The graphql-codegen library validates our *.graphql queries and mutations using the endpoint in codegen.yml. It then generates all the required TypeScript types and creates React hooks for us. Just lovely.

Run npm run codegen to see it in action.

Linting is your friend

We want to be hyper aware of is when the API changes. Codegen ensures that we are perfectly in sync with changes to the API. Our types will change and TypeScript will do what it does best and ensure that our front end application adheres to the new shape of data.

But we can do better than be notified at compile time. Linting can really bring a level of happiness to developers by informing you of the changes at design time.

In the sample app, I have a field called name, which I have deprecated in the API. The deprecation notice includes instructions to the developer. If you open Users.query.graphql, you will see that the name field is underlined with our nice helpful message displayed.

Likewise, if I try to add a field that does not exist, my linter will helpfully remind me to not be crazy. If you miss the message in your IDE, eslint will let you know about it in CI.

Linters in action. They really are here to help.

A more refined developer experience

With end to end type safety in operation, TypeScript features like autocomplete start to play a role in the development experience. Autocomplete will bring the shape of our data to our finger tips, it will let us know what is available and what you shouldn’t use any more.

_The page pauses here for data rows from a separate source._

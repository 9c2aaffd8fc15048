// SPDX-FileCopyrightText: 2025 Hyperpolymath
// SPDX-License-Identifier: PMPL-1.0-or-later

//! In-memory window store for single-instance deployments and tests.

use super::{Decide, WindowStore};
use crate::error::{Result, StoreError};
use crate::record::{Committed, Mutation, WindowRecord};
use async_trait::async_trait;
use dashmap::mapref::entry::Entry;
use dashmap::DashMap;
use tracing::debug;

/// `DashMap`-backed store. Each transaction holds the entry lock for its key
/// while deciding, so same-key transactions serialize and other keys proceed.
#[derive(Debug, Default)]
pub struct MemoryWindowStore {
    records: DashMap<String, WindowRecord>,
}

impl MemoryWindowStore {
    pub fn new() -> Self {
        Self::default()
    }

    pub fn len(&self) -> usize {
        self.records.len()
    }

    pub fn is_empty(&self) -> bool {
        self.records.is_empty()
    }

    /// Insert a record directly, bypassing the transaction protocol.
    pub fn insert(&self, identifier: &str, record: WindowRecord) {
        self.records.insert(identifier.to_string(), record);
    }

    fn apply(&self, identifier: &str, decide: Decide<'_>) -> Result<Committed> {
        match self.records.entry(identifier.to_string()) {
            Entry::Occupied(mut occupied) => {
                let mutation = decide(Some(occupied.get()));
                let record = occupied.get_mut();
                match mutation {
                    Mutation::Start { reset_time } => *record = WindowRecord::fresh(reset_time),
                    Mutation::Increment => record.count += 1,
                    Mutation::Abort => {}
                }
                Ok(Committed {
                    mutation,
                    record: Some(*record),
                })
            }
            Entry::Vacant(vacant) => match decide(None) {
                Mutation::Start { reset_time } => {
                    let record = *vacant.insert(WindowRecord::fresh(reset_time));
                    Ok(Committed {
                        mutation: Mutation::Start { reset_time },
                        record: Some(record),
                    })
                }
                Mutation::Abort => Ok(Committed {
                    mutation: Mutation::Abort,
                    record: None,
                }),
                mutation @ Mutation::Increment => Err(StoreError::MissingRecord {
                    identifier: identifier.to_string(),
                    mutation: mutation.name(),
                }),
            },
        }
    }
}

#[async_trait]
impl WindowStore for MemoryWindowStore {
    async fn transact(&self, identifier: &str, decide: Decide<'_>) -> Result<Committed> {
        self.apply(identifier, decide)
    }

    async fn get(&self, identifier: &str) -> Result<Option<WindowRecord>> {
        Ok(self.records.get(identifier).map(|r| *r))
    }

    async fn delete(&self, identifier: &str) -> Result<()> {
        self.records.remove(identifier);
        Ok(())
    }

    async fn delete_expired(&self, now: i64, limit: usize) -> Result<usize> {
        let candidates: Vec<String> = self
            .records
            .iter()
            .filter(|r| r.reset_time < now)
            .take(limit)
            .map(|r| r.key().clone())
            .collect();

        let mut removed = 0;
        for identifier in candidates {
            // A request may have opened a new window since the scan
            if self
                .records
                .remove_if(&identifier, |_, r| r.reset_time < now)
                .is_some()
            {
                removed += 1;
            }
        }

        debug!(removed, "Deleted expired window records");
        Ok(removed)
    }
}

Autocomplete shows you what is available, and what to avoid.

We can go a step further to look after developers by recommending plugins to their IDE that will help them develop in this environment. The key point here is to help bring the easiest, most helpful development ecosystem to your team’s finger tips.

What can we do if we cannot use GraphQL?

It is not uncommon for GraphQL to be difficult for established organisations to adopt. If you are using normal REST style endpoints, you cannot generate your types dynamically.

What is possible is importing your back end shared types library. You will have to be aware that this library is consumed by two parts of your ecosystem and that you may not want to leak internal back end types with front end applications.

There is nothing preventing the existence of multiple type libraries to overcome your specific design issues.

I do have a preference for regenerating types from my GraphQL, but if GraphQL is not an option, I’ll take a shared type library any day.

So what’s the take away?

The benefits of types are well understood. As teams and codebases evolve and grow, the arguments for TypeScript adoption begin to intensify. What is important is to consider the experience we deliver to our developers. Clean architectures with low cognitive friction pay handsome dividends. We want one source of truth for our types. We do not want to write code that we do not have to. We want feedback as we type, not after a long time in CI.

The goal of end to end type safety is to eliminate whole classes of bugs, embracing change and enhancing communication through teams. It’s about bringing little moments of joy in the development experience so that our developers can focus on obsessing over bringing the best experience to our customers.